Title: A grammar-based approach for XML schema extraction and heterogeneous document integration

Authors: Prudhvi Janga; Karen C. Davis

Addresses: Amazon, Seattle, Washington, USA; Miami University, Oxford, Ohio, USA ' Amazon, Seattle, Washington, USA; Miami University, Oxford, Ohio, USA

Abstract: The availability of vast amounts of heterogeneous XML web data motivates finding efficient methods to search, integrate, query, and present this data. The structure of XML documents is useful for achieving these tasks; however, not every XML document on the web includes a schema.
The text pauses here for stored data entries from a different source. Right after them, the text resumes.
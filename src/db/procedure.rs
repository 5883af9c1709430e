//! Stored-procedure invocation.
//!
//! A declared return kind takes the first call position and shifts the bound
//! inputs one position later. Every block the call produced is offered to the
//! processor in order until it asks to stop; the scalar is read afterwards.

use crate::db::connection::{Connection, ParamSlot, UNKNOWN_ROW_COUNT, accumulate_affected_rows};
use crate::db::handle::check_params;
use crate::error::{DbError, DbResult};
use crate::models::{ProcedureBlock, ProcedureCall, ProcedureResult, Value};
use tracing::debug;

/// Block processor; returns `false` to stop receiving blocks.
pub type BlockProcessor<'a> = dyn FnMut(ProcedureBlock) -> bool + Send + 'a;

/// Lay out call positions: the output slot first when a return kind is
/// declared, then the inputs.
pub(crate) fn call_slots(call: &ProcedureCall) -> Vec<ParamSlot<'_>> {
    let inputs = call
        .kinds
        .iter()
        .zip(&call.params)
        .map(|(&kind, value)| ParamSlot::In { kind, value });
    call.return_kind
        .map(ParamSlot::Out)
        .into_iter()
        .chain(inputs)
        .collect()
}

/// Run a procedure call and feed its blocks to `processor`.
pub(crate) async fn invoke(
    conn: &mut dyn Connection,
    call: &ProcedureCall,
    processor: &mut BlockProcessor<'_>,
) -> DbResult<Option<Value>> {
    check_params(&call.kinds, &call.params)?;
    let slots = call_slots(call);
    let raw = conn.call(&call.sql, &slots).await?;

    let total = raw.blocks.len();
    let mut delivered = 0;
    for block in raw.blocks {
        delivered += 1;
        if !processor(block) {
            break;
        }
    }
    debug!(
        sql = %call.sql,
        blocks = total,
        delivered,
        "Procedure results processed"
    );

    match call.return_kind {
        None => Ok(None),
        Some(kind) => raw.outputs.into_iter().next().map(Some).ok_or_else(|| {
            DbError::access(format!(
                "Procedure call declared a {} return value but none was reported",
                kind
            ))
        }),
    }
}

/// Run a procedure call and keep every block it produced.
pub(crate) async fn invoke_collect(
    conn: &mut dyn Connection,
    call: &ProcedureCall,
) -> DbResult<ProcedureResult> {
    let mut blocks = Vec::new();
    let returned = invoke(conn, call, &mut |block| {
        blocks.push(block);
        true
    })
    .await?;
    Ok(ProcedureResult {
        returned,
        affected_rows: procedure_affected_rows(&blocks),
        blocks,
    })
}

/// Lenient sum of the update counts, or [`UNKNOWN_ROW_COUNT`] without any.
fn procedure_affected_rows(blocks: &[ProcedureBlock]) -> i64 {
    let counts: Vec<i64> = blocks
        .iter()
        .filter_map(|block| match block {
            ProcedureBlock::UpdateCount(count) => Some(*count),
            ProcedureBlock::Rows(_) => None,
        })
        .collect();
    if counts.is_empty() {
        return UNKNOWN_ROW_COUNT;
    }
    i64::try_from(accumulate_affected_rows(&counts)).unwrap_or(i64::MAX)
}

#[cfg(test)]
mod tests {
    use super::*;
    use crate::models::ValueKind;

    #[test]
    fn test_return_kind_takes_first_slot() {
        let call = ProcedureCall::new("CALL add_item(?, ?)")
            .returning(ValueKind::Integer)
            .arg(ValueKind::Text, "widget");
        let slots = call_slots(&call);
        assert_eq!(slots.len(), 2);
        assert_eq!(slots[0], ParamSlot::Out(ValueKind::Integer));
        assert!(matches!(
            slots[1],
            ParamSlot::In {
                kind: ValueKind::Text,
                ..
            }
        ));
    }

    #[test]
    fn test_inputs_start_first_without_return_kind() {
        let call = ProcedureCall::new("CALL touch(?)").arg(ValueKind::Integer, 7);
        let slots = call_slots(&call);
        assert_eq!(
            slots,
            vec![ParamSlot::In {
                kind: ValueKind::Integer,
                value: &Value::Integer(7)
            }]
        );
    }

    #[test]
    fn test_procedure_affected_rows() {
        assert_eq!(procedure_affected_rows(&[]), UNKNOWN_ROW_COUNT);
        assert_eq!(
            procedure_affected_rows(&[ProcedureBlock::Rows(vec![])]),
            UNKNOWN_ROW_COUNT
        );
        assert_eq!(
            procedure_affected_rows(&[
                ProcedureBlock::UpdateCount(2),
                ProcedureBlock::Rows(vec![]),
                ProcedureBlock::UpdateCount(UNKNOWN_ROW_COUNT),
            ]),
            3
        );
    }
}
//! Transactional database access layer.
//!
//! A [`Driver`](db::Driver) acquires one connection per call from an injected
//! [`ConnectionSource`](db::ConnectionSource), hands the caller's unit of work
//! a handle of the right capability tier and guarantees commit, rollback and
//! release. SQLite, PostgreSQL and MySQL are supported through sqlx.

pub mod config;
pub mod db;
pub mod error;
pub mod models;

pub use config::Config;
pub use error::{DbError, DbResult};

/// Everything a unit of work usually needs.
pub mod prelude {
    pub use crate::db::{
        Driver, Outcome, ReadAccess, ReadWriteHandle, ReadonlyHandle, StorePool,
        TransactionControl, TransactionHandle, WriteAccess,
    };
    pub use crate::error::{DbError, DbResult};
    pub use crate::models::{
        Field, ProcedureBlock, ProcedureCall, ProcedureResult, Record, RowTable, Shape, Value,
        ValueKind,
    };
    pub use futures_util::future::BoxFuture;
}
We discuss challenges and solutions in the area of generation and integration of XML schemas. We propose and implement a framework for efficient schema extraction and integration from heterogeneous XML document collections collected from the web. Our approach introduces the schema extended context-free grammar (SECFG) to model XML schemas, including detection of attributes, data types, and element occurrences. Unlike other implementations, our approach supports the generation of XML schemas in any XML schema language, e.g., DTD or XSD. We compare our approach with other proposed approaches and conclude that we offer the same or better functionality more efficiently and with greater flexibility. The approach we propose is flexible enough to facilitate integration of and translation to tabular (relational) data.

Keywords: XML schema; schema integration; schema extraction; schema discovery.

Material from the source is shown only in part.